*** Begin section ***
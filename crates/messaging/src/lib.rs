//! Pluggable pub/sub messaging
//!
//! A [`MessagingClient`] publishes [`Message`]s to named topics and delivers
//! them to subscribers. The backend is chosen from configuration:
//!
//! - `memory` - in-process broadcast, nothing leaves the process
//! - `redis_stream` - log-structured, consumer groups with acknowledgement
//! - `redis_pubsub` - push-based, fire and forget

pub mod error;
pub mod memory;
pub mod message;
pub mod redis_pubsub;
pub mod redis_stream;
pub mod traits;

pub use error::{MessagingError, Result};
pub use memory::InMemoryClient;
pub use message::Message;
pub use redis_pubsub::RedisPubSubClient;
pub use redis_stream::RedisStreamClient;
pub use traits::{MessageHandler, MessagingClient, Subscription};

use std::str::FromStr;
use std::sync::Arc;
use tracing::info;

/// Messaging backend selection
#[derive(Debug, Clone, Copy, PartialEq, Eq)]
pub enum MessagingType {
    InMemory,
    RedisStream,
    RedisPubSub,
}

impl FromStr for MessagingType {
    type Err = MessagingError;

    fn from_str(s: &str) -> Result<Self> {
        match s.to_lowercase().as_str() {
            "memory" | "inmemory" | "in_memory" => Ok(MessagingType::InMemory),
            "redis_stream" | "redis-stream" | "stream" => Ok(MessagingType::RedisStream),
            "redis_pubsub" | "redis-pubsub" | "pubsub" => Ok(MessagingType::RedisPubSub),
            other => Err(MessagingError::UnknownBackend(other.to_string())),
        }
    }
}

/// Create a client for the configured backend
pub async fn create_client(config: &config::MessagingConfig) -> Result<Arc<dyn MessagingClient>> {
    let messaging_type: MessagingType = config.messaging_type.parse()?;
    let redis = config.redis.clone().unwrap_or_default();

    match messaging_type {
        MessagingType::InMemory => {
            info!("Creating in-memory messaging client");
            Ok(Arc::new(InMemoryClient::new()))
        }
        MessagingType::RedisStream => {
            info!("Creating Redis Streams messaging client");
            let client = RedisStreamClient::connect(&redis, config.consumer_group.clone()).await?;
            Ok(Arc::new(client))
        }
        MessagingType::RedisPubSub => {
            info!("Creating Redis Pub/Sub messaging client");
            Ok(Arc::new(RedisPubSubClient::connect(&redis).await?))
        }
    }
}
//! In-process broadcast backend

use async_trait::async_trait;
use parking_lot::Mutex;
use std::collections::HashMap;
use tokio::sync::broadcast;
use tokio_util::sync::CancellationToken;
use tracing::{debug, warn};

use crate::error::Result;
use crate::message::Message;
use crate::traits::{MessageHandler, MessagingClient, Subscription};

const DEFAULT_TOPIC_CAPACITY: usize = 1024;

/// Topic-per-broadcast-channel client living inside the process
///
/// Every subscriber sees every message sent after it subscribed. Nothing is
/// retained for late subscribers.
pub struct InMemoryClient {
    topics: Mutex<HashMap<String, broadcast::Sender<Message>>>,
    capacity: usize,
}

impl InMemoryClient {
    pub fn new() -> Self {
        Self::with_capacity(DEFAULT_TOPIC_CAPACITY)
    }

    /// `capacity` messages are buffered per topic before slow subscribers lag
    pub fn with_capacity(capacity: usize) -> Self {
        Self {
            topics: Mutex::new(HashMap::new()),
            capacity: capacity.max(1),
        }
    }

    fn sender(&self, topic: &str) -> broadcast::Sender<Message> {
        self.topics
            .lock()
            .entry(topic.to_string())
            .or_insert_with(|| broadcast::channel(self.capacity).0)
            .clone()
    }

    pub fn subscriber_count(&self, topic: &str) -> usize {
        self.topics
            .lock()
            .get(topic)
            .map(|tx| tx.receiver_count())
            .unwrap_or(0)
    }
}

impl Default for InMemoryClient {
    fn default() -> Self {
        Self::new()
    }
}

#[async_trait]
impl MessagingClient for InMemoryClient {
    fn backend(&self) -> &'static str {
        "memory"
    }

    async fn send(&self, topic: &str, message: Message) -> Result<()> {
        if self.sender(topic).send(message).is_err() {
            debug!(topic, "No subscribers for topic, message dropped");
        }
        Ok(())
    }

    async fn subscribe(&self, topic: &str, handler: MessageHandler) -> Result<Subscription> {
        let mut rx = self.sender(topic).subscribe();
        let token = CancellationToken::new();
        let stop = token.clone();
        let topic_name = topic.to_string();

        let handle = tokio::spawn(async move {
            loop {
                tokio::select! {
                    _ = stop.cancelled() => break,
                    received = rx.recv() => match received {
                        Ok(message) => handler(message),
                        Err(broadcast::error::RecvError::Lagged(skipped)) => {
                            warn!(topic = %topic_name, skipped, "Subscriber lagged, messages skipped");
                        }
                        Err(broadcast::error::RecvError::Closed) => break,
                    },
                }
            }
            debug!(topic = %topic_name, "In-memory subscription stopped");
        });

        Ok(Subscription::new(topic, token, handle))
    }
}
*** End section ***
Your objective = In the records above, the line with "pub use redis_stream::RedisStreamClient;" marks the start and the line with "pub async fn" marks the end; copy that stretch exactly, both lines included, and nothing else.

Result of this exercise =
pub use redis_stream::RedisStreamClient;
pub use traits::{MessageHandler, MessagingClient, Subscription};

use std::str::FromStr;
use std::sync::Arc;
use tracing::info;

/// Messaging backend selection
#[derive(Debug, Clone, Copy, PartialEq, Eq)]
pub enum MessagingType {
    InMemory,
    RedisStream,
    RedisPubSub,
}

impl FromStr for MessagingType {
    type Err = MessagingError;

    fn from_str(s: &str) -> Result<Self> {
        match s.to_lowercase().as_str() {
            "memory" | "inmemory" | "in_memory" => Ok(MessagingType::InMemory),
            "redis_stream" | "redis-stream" | "stream" => Ok(MessagingType::RedisStream),
            "redis_pubsub" | "redis-pubsub" | "pubsub" => Ok(MessagingType::RedisPubSub),
            other => Err(MessagingError::UnknownBackend(other.to_string())),
        }
    }
}

/// Create a client for the configured backend
pub async fn create_client(config: &config::MessagingConfig) -> Result<Arc<dyn MessagingClient>> {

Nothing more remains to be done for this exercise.